- [Task directions]: Extract from the entries below, exactly as given, only the lines from the line containing "Ok(serde_json::from_str(&data)?)" to the line containing "let json = serde_json::to_string_pretty(config)?;", both lines included.

- [Records provided]:
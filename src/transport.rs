use std::fs::File;
use std::path::Path;
use std::thread;
use std::time::Duration;

use reqwest::blocking::Client;
use reqwest::header::{HeaderMap, HeaderValue, USER_AGENT};
use serde_json::Value;
use tracing::{debug, warn};

use crate::error::KiraError;

/// Byte retrieval used by the pipeline. Timeouts and retries are the
/// implementation's business; the pipeline only sees success or failure.
pub trait Transport: Send + Sync {
    fn download(&self, url: &str, destination: &Path) -> Result<u64, KiraError>;
    fn fetch_json(&self, url: &str) -> Result<Value, KiraError>;
}

#[derive(Debug, Clone, Copy)]
pub struct HttpSettings {
    pub timeout: Duration,
    pub max_retries: usize,
}

impl Default for HttpSettings {
    fn default() -> Self {
        Self {
            timeout: Duration::from_secs(120),
            max_retries: 3,
        }
    }
}

#[derive(Clone)]
pub struct HttpTransport {
    client: Client,
    max_retries: usize,
}

impl HttpTransport {
    pub fn new(settings: HttpSettings) -> Result<Self, KiraError> {
        let mut headers = HeaderMap::new();
        headers.insert(
            USER_AGENT,
            HeaderValue::from_str(&format!("kira-cm/{}", env!("CARGO_PKG_VERSION")))
                .map_err(|err| KiraError::Http(err.to_string()))?,
        );
        let client = Client::builder()
            .default_headers(headers)
            .timeout(settings.timeout)
            .build()
            .map_err(|err| KiraError::Http(err.to_string()))?;
        Ok(Self {
            client,
            max_retries: settings.max_retries,
        })
    }

    fn handle_status(
        response: reqwest::blocking::Response,
    ) -> Result<reqwest::blocking::Response, KiraError> {
        if response.status().is_success() {
            return Ok(response);
        }
        let status = response.status().as_u16();
        let url = response.url().to_string();
        let message = response
            .text()
            .ok()
            .map(|body| body.chars().take(200).collect::<String>())
            .filter(|body| !body.trim().is_empty())
            .unwrap_or(url);
        Err(KiraError::HttpStatus { status, message })
    }

    fn send_with_retries<F>(
        &self,
        mut make_req: F,
    ) -> Result<reqwest::blocking::Response, KiraError>
    where
        F: FnMut() -> reqwest::blocking::RequestBuilder,
    {
        const BASE_DELAY_MS: u64 = 200;
        let mut attempt = 0usize;
        loop {
            let response = make_req().send();
            match response {
                Ok(resp) => {
                    let status = resp.status().as_u16();
                    if attempt < self.max_retries && is_retryable_status(status) {
                        let delay = BASE_DELAY_MS * (attempt as u64 + 1);
                        debug!(status, attempt, delay_ms = delay, "retrying request");
                        thread::sleep(Duration::from_millis(delay));
                        attempt += 1;
                        continue;
                    }
                    return Ok(resp);
                }
                Err(err) => {
                    if attempt < self.max_retries && is_retryable_error(&err) {
                        let delay = BASE_DELAY_MS * (attempt as u64 + 1);
                        warn!(error = %err, attempt, "request failed, retrying");
                        thread::sleep(Duration::from_millis(delay));
                        attempt += 1;
                        continue;
                    }
                    return Err(KiraError::Http(err.to_string()));
                }
            }
        }
    }
}

impl Transport for HttpTransport {
    fn download(&self, url: &str, destination: &Path) -> Result<u64, KiraError> {
        let response = self.send_with_retries(|| self.client.get(url))?;
        let mut response = Self::handle_status(response)?;
        let mut file =
            File::create(destination).map_err(|err| KiraError::Filesystem(err.to_string()))?;
        std::io::copy(&mut response, &mut file).map_err(|err| KiraError::Http(err.to_string()))
    }

    fn fetch_json(&self, url: &str) -> Result<Value, KiraError> {
        let response = self.send_with_retries(|| self.client.get(url))?;
        let response = Self::handle_status(response)?;
        response.json().map_err(|err| KiraError::Http(err.to_string()))
    }
}

fn is_retryable_status(status: u16) -> bool {
    matches!(status, 429 | 500 | 502 | 503 | 504)
}

fn is_retryable_error(err: &reqwest::Error) -> bool {
    err.is_timeout() || err.is_connect() || err.is_request()
}

#[cfg(test)]
mod tests {
    use super::*;

    #[test]
    fn retryable_statuses() {
        assert!(is_retryable_status(429));
        assert!(is_retryable_status(503));
        assert!(!is_retryable_status(404));
        assert!(!is_retryable_status(200));
    }

    #[test]
    fn client_builds_with_defaults() {
        assert!(HttpTransport::new(HttpSettings::default()).is_ok());
    }
}
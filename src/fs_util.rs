use std::fs;
use std::io;
use std::path::{Component, Path, PathBuf};

use bzip2::read::BzDecoder;
use flate2::read::MultiGzDecoder;
use tracing::debug;
use zip::ZipArchive;

use crate::error::KiraError;
use crate::plan::ArchiveFormat;

/// One regular file produced by decompression, named by its path inside the
/// archive with `/` separators.
#[derive(Debug, Clone, PartialEq, Eq)]
pub struct ExtractedMember {
    pub name: String,
    pub path: PathBuf,
}

/// Unpacks `archive_path` into `target_dir`. `file_name` names the output of
/// a plain gzip stream. Members of zip and tar archives ending in `.gz` or
/// `.gzip` are decompressed as well and listed without that suffix.
pub fn decompress(
    archive_path: &Path,
    format: ArchiveFormat,
    file_name: &str,
    target_dir: &Path,
) -> Result<Vec<ExtractedMember>, KiraError> {
    fs::create_dir_all(target_dir).map_err(|err| KiraError::Filesystem(err.to_string()))?;
    let mut members = match format {
        ArchiveFormat::Gzip => {
            let name = strip_gzip_suffix(file_name).unwrap_or(file_name).to_string();
            let path = target_dir.join(&name);
            gunzip(archive_path, &path)?;
            return Ok(vec![ExtractedMember { name, path }]);
        }
        ArchiveFormat::Zip => extract_zip(archive_path, target_dir)?,
        ArchiveFormat::TarBz2 => extract_tar_bz2(archive_path, target_dir)?,
    };

    for member in &mut members {
        if let Some(stripped) = strip_gzip_suffix(&member.name) {
            let stripped = stripped.to_string();
            let path = target_dir.join(&stripped);
            gunzip(&member.path, &path)?;
            fs::remove_file(&member.path).map_err(|err| KiraError::Filesystem(err.to_string()))?;
            debug!(member = %member.name, "decompressed nested gzip member");
            member.name = stripped;
            member.path = path;
        }
    }
    members.sort_by(|a, b| a.name.cmp(&b.name));
    Ok(members)
}

fn strip_gzip_suffix(name: &str) -> Option<&str> {
    name.strip_suffix(".gzip")
        .or_else(|| name.strip_suffix(".gz"))
        .filter(|stripped| !stripped.is_empty())
}

fn gunzip(source: &Path, destination: &Path) -> Result<(), KiraError> {
    let file = fs::File::open(source)
        .map_err(|err| KiraError::Filesystem(format!("open gzip {}: {err}", source.display())))?;
    let mut decoder = MultiGzDecoder::new(io::BufReader::new(file));
    if let Some(parent) = destination.parent() {
        fs::create_dir_all(parent).map_err(|err| KiraError::Filesystem(err.to_string()))?;
    }
    let mut outfile =
        fs::File::create(destination).map_err(|err| KiraError::Filesystem(err.to_string()))?;
    io::copy(&mut decoder, &mut outfile)
        .map_err(|err| KiraError::Archive(format!("gzip {}: {err}", source.display())))?;
    Ok(())
}

pub fn extract_zip(zip_path: &Path, target_dir: &Path) -> Result<Vec<ExtractedMember>, KiraError> {
    let file = fs::File::open(zip_path)
        .map_err(|err| KiraError::Filesystem(format!("open zip {}: {err}", zip_path.display())))?;
    let mut archive = ZipArchive::new(file).map_err(|err| KiraError::Archive(err.to_string()))?;

    let mut members = Vec::new();
    for i in 0..archive.len() {
        let mut entry = archive
            .by_index(i)
            .map_err(|err| KiraError::Archive(err.to_string()))?;
        let relative = match entry.enclosed_name() {
            Some(path) => path,
            None => {
                return Err(KiraError::Archive(
                    "zip entry path traversal detected".to_string(),
                ));
            }
        };
        let entry_path = target_dir.join(&relative);

        if entry.is_dir() {
            fs::create_dir_all(&entry_path)
                .map_err(|err| KiraError::Filesystem(err.to_string()))?;
            continue;
        }

        if let Some(parent) = entry_path.parent() {
            fs::create_dir_all(parent).map_err(|err| KiraError::Filesystem(err.to_string()))?;
        }
        let mut outfile =
            fs::File::create(&entry_path).map_err(|err| KiraError::Filesystem(err.to_string()))?;
        io::copy(&mut entry, &mut outfile).map_err(|err| KiraError::Archive(err.to_string()))?;
        members.push(ExtractedMember {
            name: member_name(&relative),
            path: entry_path,
        });
    }
    Ok(members)
}

pub fn extract_tar_bz2(
    tar_path: &Path,
    target_dir: &Path,
) -> Result<Vec<ExtractedMember>, KiraError> {
    let file = fs::File::open(tar_path)
        .map_err(|err| KiraError::Filesystem(format!("open tar {}: {err}", tar_path.display())))?;
    let mut archive = tar::Archive::new(BzDecoder::new(io::BufReader::new(file)));
    let entries = archive
        .entries()
        .map_err(|err| KiraError::Archive(err.to_string()))?;

    let mut members = Vec::new();
    for entry in entries {
        let mut entry = entry.map_err(|err| KiraError::Archive(err.to_string()))?;
        let relative = entry
            .path()
            .map_err(|err| KiraError::Archive(err.to_string()))?
            .into_owned();
        if relative
            .components()
            .any(|component| !matches!(component, Component::Normal(_) | Component::CurDir))
        {
            return Err(KiraError::Archive(
                "tar entry path traversal detected".to_string(),
            ));
        }
        let is_file = entry.header().entry_type().is_file();
        let unpacked = entry
            .unpack_in(target_dir)
            .map_err(|err| KiraError::Archive(err.to_string()))?;
        if unpacked && is_file {
            members.push(ExtractedMember {
                name: member_name(&relative),
                path: target_dir.join(&relative),
            });
        }
    }
    Ok(members)
}

fn member_name(relative: &Path) -> String {
    relative
        .components()
        .filter_map(|component| match component {
            Component::Normal(part) => Some(part.to_string_lossy().into_owned()),
            _ => None,
        })
        .collect::<Vec<_>>()
        .join("/")
}
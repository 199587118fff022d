use std::{
    fs::{self, File},
    io::Write,
    path::{Path, PathBuf},
};

use crate::{Config, ConfigError};

const CONFIG_FILE_NAME: &str = "config.json";
const TMP_SUFFIX: &str = "tmp";

/// Handles persistence of [`Config`] as pretty-printed JSON.
#[derive(Debug, Clone)]
pub struct ConfigManager {
    config_path: PathBuf,
}

impl ConfigManager {
    pub fn new(config_path: PathBuf) -> Self {
        Self { config_path }
    }

    pub fn with_base_dir(base: PathBuf) -> Result<Self, ConfigError> {
        fs::create_dir_all(&base)?;
        Ok(Self::new(base.join(CONFIG_FILE_NAME)))
    }

    /// Manager rooted at the platform config directory, e.g. `~/.config/tally`.
    pub fn default_location() -> Result<Self, ConfigError> {
        let base = dirs::config_dir()
            .or_else(dirs::home_dir)
            .unwrap_or_else(|| PathBuf::from("."));
        Self::with_base_dir(base.join("tally"))
    }

    pub fn config_path(&self) -> &Path {
        &self.config_path
    }

    /// Reads the stored config, falling back to defaults when no file exists yet.
    pub fn load(&self) -> Result<Config, ConfigError> {
        if self.config_path.exists() {
            let data = fs::read_to_string(&self.config_path)?;
            Ok(serde_json::from_str(&data)?)
        } else {
            Ok(Config::default())
        }
    }

    pub fn save(&self, config: &Config) -> Result<(), ConfigError> {
        if let Some(parent) = self.config_path.parent() {
            fs::create_dir_all(parent)?;
        }
        let json = serde_json::to_string_pretty(config)?;
        let tmp = tmp_path(&self.config_path);
        write_atomic(&tmp, &json)?;
        fs::rename(&tmp, &self.config_path)?;
        Ok(())
    }
}

fn tmp_path(path: &Path) -> PathBuf {
    let mut tmp = path.to_path_buf();
    let ext = match path.extension().and_then(|ext| ext.to_str()) {
        Some(existing) => format!("{}.{}", existing, TMP_SUFFIX),
        None => TMP_SUFFIX.to_string(),
    };
    tmp.set_extension(ext);
    tmp
}

fn write_atomic(path: &Path, data: &str) -> Result<(), ConfigError> {
    let mut file = File::create(path)?;
    file.write_all(data.as_bytes())?;
    file.sync_all()?;
    Ok(())
}
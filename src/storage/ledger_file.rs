use std::{fs, io, path::Path};

use tally_core::{AggregationService, InMemoryLedgerStore};

use crate::errors::Result;

/// Reads a ledger file shaped as `{"transactions": [...], "categories": [...]}`.
///
/// A missing file yields an empty ledger so a fresh install can still report.
pub fn load_ledger(path: &Path) -> Result<InMemoryLedgerStore> {
    let data = match fs::read_to_string(path) {
        Ok(data) => data,
        Err(err) if err.kind() == io::ErrorKind::NotFound => {
            tracing::info!(path = %path.display(), "ledger file not found, starting empty");
            return Ok(InMemoryLedgerStore::new());
        }
        Err(err) => return Err(err.into()),
    };
    let store = parse_ledger(&data)?;
    tracing::debug!(
        path = %path.display(),
        transactions = store.transactions().len(),
        categories = store.categories().len(),
        "ledger file loaded"
    );
    Ok(store)
}

/// Parses ledger JSON and reports dangling category references without rejecting them.
pub fn parse_ledger(data: &str) -> Result<InMemoryLedgerStore> {
    let store: InMemoryLedgerStore = serde_json::from_str(data)?;
    let dangling =
        AggregationService::unresolved_references(store.transactions(), store.categories());
    for unresolved in &dangling {
        tracing::warn!(%unresolved, "ledger file holds an unresolved reference");
    }
    Ok(store)
}
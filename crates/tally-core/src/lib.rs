//! tally-core
//!
//! Filtering, aggregation, budget evaluation and export over ledger snapshots.
//! Depends on tally-domain. No CLI, no terminal I/O, no direct storage interactions.

pub mod aggregation_service;
pub mod budget_service;
pub mod error;
pub mod export_service;
pub mod filter;
pub mod store;
pub mod summary_service;
pub mod time;

pub use aggregation_service::*;
pub use budget_service::*;
pub use error::CoreError;
pub use export_service::*;
pub use filter::*;
pub use store::*;
pub use summary_service::*;
pub use time::*;

#[cfg(test)]
mod tests;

- [Result]:
            Ok(serde_json::from_str(&data)?)
        } else {
            Ok(Config::default())
        }
    }

    pub fn save(&self, config: &Config) -> Result<(), ConfigError> {
        if let Some(parent) = self.config_path.parent() {
            fs::create_dir_all(parent)?;
        }
        let json = serde_json::to_string_pretty(config)?;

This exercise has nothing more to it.